Jizz Hornkamp (born 7 March 1998) is a Dutch professional footballer who plays as a forward for Eerste Divisie club Willem II.

Career

Heerenveen
Born in De Rijp, North Holland, Hornkamp played in the youth sides of SV De Rijp, Ajax, AZ and SC Heerenveen.  In the 2017–18 season, Hornkamp became part of the first-team squad of Heerenveen, making his debut for the club in the playoffs for the UEFA Europa League on 9 May 2018, a home match against FC Utrecht, which was won 4–3. He came on as a substitute for Reza Ghoochannejhad the 88th minute. He scored his first goal as an injury time substitute on 22 September 2018, the equaliser, against Excelsior.

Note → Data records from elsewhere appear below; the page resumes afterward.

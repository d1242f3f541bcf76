//! Episode listing and authoring endpoints

use axum::{
    extract::{Path, Query, State},
    http::StatusCode,
    Json,
};
use serde::{Deserialize, Serialize};

use sweepcast_common::db::models::{Episode, NewEpisode};

use crate::db;
use crate::error::{conflict_on_unique, ApiError, ApiResult};
use crate::AppState;

fn default_page() -> i64 {
    1
}

fn default_limit() -> i64 {
    6
}

#[derive(Debug, Deserialize)]
pub struct ListQuery {
    #[serde(default = "default_page")]
    pub page: i64,
    #[serde(default = "default_limit")]
    pub limit: i64,
}

#[derive(Debug, Serialize)]
#[serde(rename_all = "camelCase")]
pub struct EpisodesResponse {
    pub episodes: Vec<Episode>,
    pub total_count: i64,
}

/// GET /api/episodes?page&limit
pub async fn list(
    State(state): State<AppState>,
    Query(query): Query<ListQuery>,
) -> ApiResult<Json<EpisodesResponse>> {
    let (episodes, total_count) =
        db::episodes::list_page(&state.db, query.page, query.limit).await?;

    Ok(Json(EpisodesResponse {
        episodes,
        total_count,
    }))
}

/// GET /api/episodes/featured
pub async fn featured(State(state): State<AppState>) -> ApiResult<Json<Vec<Episode>>> {
    Ok(Json(db::episodes::featured(&state.db).await?))
}

/// GET /api/episodes/:slug
pub async fn by_slug(
    State(state): State<AppState>,
    Path(slug): Path<String>,
) -> ApiResult<Json<Episode>> {
    db::episodes::get_by_slug(&state.db, &slug)
        .await?
        .map(Json)
        .ok_or_else(|| ApiError::NotFound("Episode not found".to_string()))
}

/// POST /api/episodes
pub async fn create(
    State(state): State<AppState>,
    Json(payload): Json<NewEpisode>,
) -> ApiResult<(StatusCode, Json<Episode>)> {
    validate(&payload)?;

    let episode = db::episodes::insert(&state.db, &payload)
        .await
        .map_err(|e| conflict_on_unique(e, "An episode with this slug already exists"))?;

    tracing::info!(slug = %episode.slug, "Created episode");
    Ok((StatusCode::CREATED, Json(episode)))
}

fn validate(payload: &NewEpisode) -> Result<(), ApiError> {
    let required = [
        ("title", &payload.title),
        ("description", &payload.description),
        ("date", &payload.date),
        ("duration", &payload.duration),
        ("spotifyUrl", &payload.spotify_url),
        ("spotifyId", &payload.spotify_id),
        ("slug", &payload.slug),
    ];

    for (field, value) in required {
        if value.trim().is_empty() {
            return Err(ApiError::BadRequest(format!(
                "Invalid episode data: {} must not be empty",
                field
            )));
        }
    }

    Ok(())
}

After the winter break of the 2018–19 season, the Heerenveen coaching staff decided to utilise him as a right back, due numerous injuries in defence.

Den Bosch
In July 2019, it was announced that Hornkamp had joined second-tier Eerste Divisie club FC Den Bosch on a three-year contract. There, he stated that he wanted to prove himself as a striker after having mostly been used as a reserve right back in the season before at Heerenveen. He made his debut for the club as a starter on 12 August 2020 in a 2–2 away draw against Jong PSV.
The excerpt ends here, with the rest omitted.